This dissertation builds on earlier work by the Australian Road Research Board (AARB) and Austroads. Speed data was obtained for the Golden Highway in NSW and the 85th percentile speed was derived at the approach, start, middle and end of 96 horizontal curves sites in the Westbound direction.

The calculated curve design speed was plotted against the 85th percentile speed. The results support earlier work by (Mclean, 1979) and showed that drivers are still
willing to tolerate higher values of side friction when travelling at speeds less than 100km/hr and that on horizontal curves suitable for 100km/hr or more that drivers tend to travel at a more uniform speed.

The potential variables affecting a vehicle’s operating speed were recorded at each of these horizontal curve sites. Multivariable regression analysis was undertaken to determine what variables were statistically significant to a vehicles operating speed as it traverses a horizontal curve. These variables were found to be longitudinal grade (+3% or more and -4% or less), horizontal curve length (700m or more), vertical geometry (crests) and whether stopping sight distance was achieved. Sites with variables exceeding these values were excluded.

The remaining factors contributing to a vehicle’s speed as it traverses a horizontal curve were approach speed and horizontal curve radius. The radius of the remaining data was plotted against 85th percentile vehicle speed at the start, middle and end of each of the remaining horizontal curve sites and confirmed that the maximum deceleration occurs at the middle of the horizontal curve.

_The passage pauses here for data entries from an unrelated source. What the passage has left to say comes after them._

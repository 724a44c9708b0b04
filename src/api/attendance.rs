use actix_web::{HttpResponse, web};
use serde::{Deserialize, Serialize};
use serde_json::json;
use tracing::{debug, info, instrument, warn};
use utoipa::ToSchema;

use crate::api::{expand_rows, find_sheet, index_workers, parse_month};
use crate::auth::session::Session;
use crate::backend::{Backend, BackendError};
use crate::error::AppError;
use crate::model::attendance::BulkAttendance;
use crate::model::sheet::{CreateSheet, CreateSheetUpstream, MonthKey, SheetMeta};
use crate::model::worker::Worker;
use crate::sheet::attendance::{EditOutcome, SheetTotals, WorkerAttendanceRow};
use crate::sheet::date_range::{DayColumn, parse_boundary_date};
use crate::utils::draft_store::{AttendanceDraft, DraftKey, DraftStore, Shared, lock};

#[derive(Serialize, ToSchema)]
#[serde(rename_all = "camelCase")]
pub struct AttendanceSheetView {
    pub sheet: SheetMeta,
    #[schema(example = "July 2025")]
    pub period: String,
    pub columns: Vec<DayColumn>,
    pub rows: Vec<WorkerAttendanceRow>,
    pub totals: SheetTotals,
}

impl AttendanceSheetView {
    fn from_draft(draft: &AttendanceDraft) -> Self {
        AttendanceSheetView {
            sheet: draft.sheet.clone(),
            period: draft.sheet.month_year.label(),
            columns: draft.range.columns(),
            rows: draft.rows.clone(),
            totals: SheetTotals::from_rows(&draft.rows, draft.range.len()),
        }
    }
}

#[derive(Deserialize, ToSchema)]
#[serde(rename_all = "camelCase")]
pub struct MarkEdit {
    #[schema(example = "w-1004")]
    pub worker_id: String,
    /// Zero-based column of the sheet.
    #[schema(example = 3)]
    pub day_index: usize,
    /// `P`, `A`, `O` (any case), or `Backspace`/`Delete`/empty to clear.
    #[schema(example = "P")]
    pub value: String,
}

#[derive(Serialize, ToSchema)]
#[serde(rename_all = "camelCase")]
pub struct MarkEditResponse {
    /// `false` when the value was not P/A/O or a deletion; row is then unchanged.
    pub applied: bool,
    pub row: WorkerAttendanceRow,
    pub totals: SheetTotals,
}

#[derive(Deserialize, ToSchema)]
#[serde(rename_all = "camelCase")]
pub struct SheetWorker {
    #[schema(example = "w-1007")]
    pub worker_id: String,
}

#[derive(Deserialize, ToSchema)]
#[serde(rename_all = "camelCase")]
pub struct ReplaceSheetWorker {
    #[schema(example = "w-1007")]
    pub new_worker_id: String,
}

async fn open_draft(
    drafts: &DraftStore,
    session: &Session,
    project_id: &str,
    month: MonthKey,
) -> Result<Shared<AttendanceDraft>, AppError> {
    drafts
        .attendance(&DraftKey::new(&session.token, project_id, month))
        .await
        .ok_or_else(|| AppError::SheetNotLoaded {
            project_id: project_id.to_string(),
            month,
        })
}

/// A directory worker that may be put on a sheet line.
async fn assignable_worker(
    backend: &dyn Backend,
    session: &Session,
    worker_id: &str,
) -> Result<Worker, AppError> {
    let org_id = session.require_org()?;
    let worker = backend
        .list_workers(session, org_id)
        .await?
        .into_iter()
        .find(|w| w.id == worker_id)
        .ok_or_else(|| AppError::WorkerNotFound(worker_id.to_string()))?;
    if !worker.is_active {
        return Err(AppError::BadRequest(format!("Worker {} is inactive", worker.id)));
    }
    Ok(worker)
}

/// List attendance sheets of a project
#[utoipa::path(
    get,
    path = "/api/projects/{project_id}/sheets",
    params(("project_id", Path, description = "Project (tender) ID")),
    responses(
        (status = 200, description = "Sheets of the project", body = [SheetMeta]),
        (status = 401, description = "Unauthorized"),
        (status = 502, description = "Backend failure")
    ),
    security(("bearer_auth" = [])),
    tag = "Attendance"
)]
pub async fn list_sheets(
    session: Session,
    backend: web::Data<dyn Backend>,
    path: web::Path<String>,
) -> Result<HttpResponse, AppError> {
    let project_id = path.into_inner();
    let mut sheets = backend.list_sheets(&session, &project_id).await?;
    sheets.sort_by(|a, b| b.month_year.cmp(&a.month_year));
    Ok(HttpResponse::Ok().json(sheets))
}

/// Create an attendance sheet for a month
#[utoipa::path(
    post,
    path = "/api/projects/{project_id}/sheets",
    params(("project_id", Path, description = "Project (tender) ID")),
    request_body = CreateSheet,
    responses(
        (status = 201, description = "Sheet created", body = SheetMeta),
        (status = 400, description = "Unreadable or reversed dates"),
        (status = 502, description = "Backend failure")
    ),
    security(("bearer_auth" = [])),
    tag = "Attendance"
)]
#[instrument(skip(session, backend, body), fields(month = %body.month_year))]
pub async fn create_sheet(
    session: Session,
    backend: web::Data<dyn Backend>,
    path: web::Path<String>,
    body: web::Json<CreateSheet>,
) -> Result<HttpResponse, AppError> {
    let project_id = path.into_inner();
    let bad = |e: crate::sheet::date_range::DateParseError| AppError::BadRequest(e.to_string());
    let start = parse_boundary_date(&body.start_date).map_err(bad)?;
    let end = parse_boundary_date(&body.end_date).map_err(bad)?;
    if end < start {
        return Err(AppError::BadRequest(
            "Sheet end date is before its start date".to_string(),
        ));
    }

    let upstream = CreateSheetUpstream {
        tender_id: project_id,
        month_year: body.month_year,
        start_date: start.format("%d/%m/%Y").to_string(),
        end_date: end.format("%d/%m/%Y").to_string(),
    };
    let sheet = backend.create_sheet(&session, &upstream).await?;

    info!(sheet_id = %sheet.id, "Attendance sheet created");
    Ok(HttpResponse::Created().json(sheet))
}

Sites that experienced an increase in 85th percentile vehicle speed at the midpoint of the horizontal curve (relative to the approach speed) were removed and the radius of the remaining data was plotted against curve midpoint speed for each separate banded approach speed and compared to earlier prediction models. Similarly to recent research by Austroads it was found that that the current Austroads deceleration on horizontal curves model provided a conservative representation of the operating speeds of vehicles. It is recommended that further research be done into the effects of these roadway characteristics on operating speed with the aim of developing correction tables. A new deceleration on horizontal curve speed prediction relationship was produced for 100km/hr approach speed. This relationship could potentially be used to help update the current Austroads deceleration on horizontal curves graph.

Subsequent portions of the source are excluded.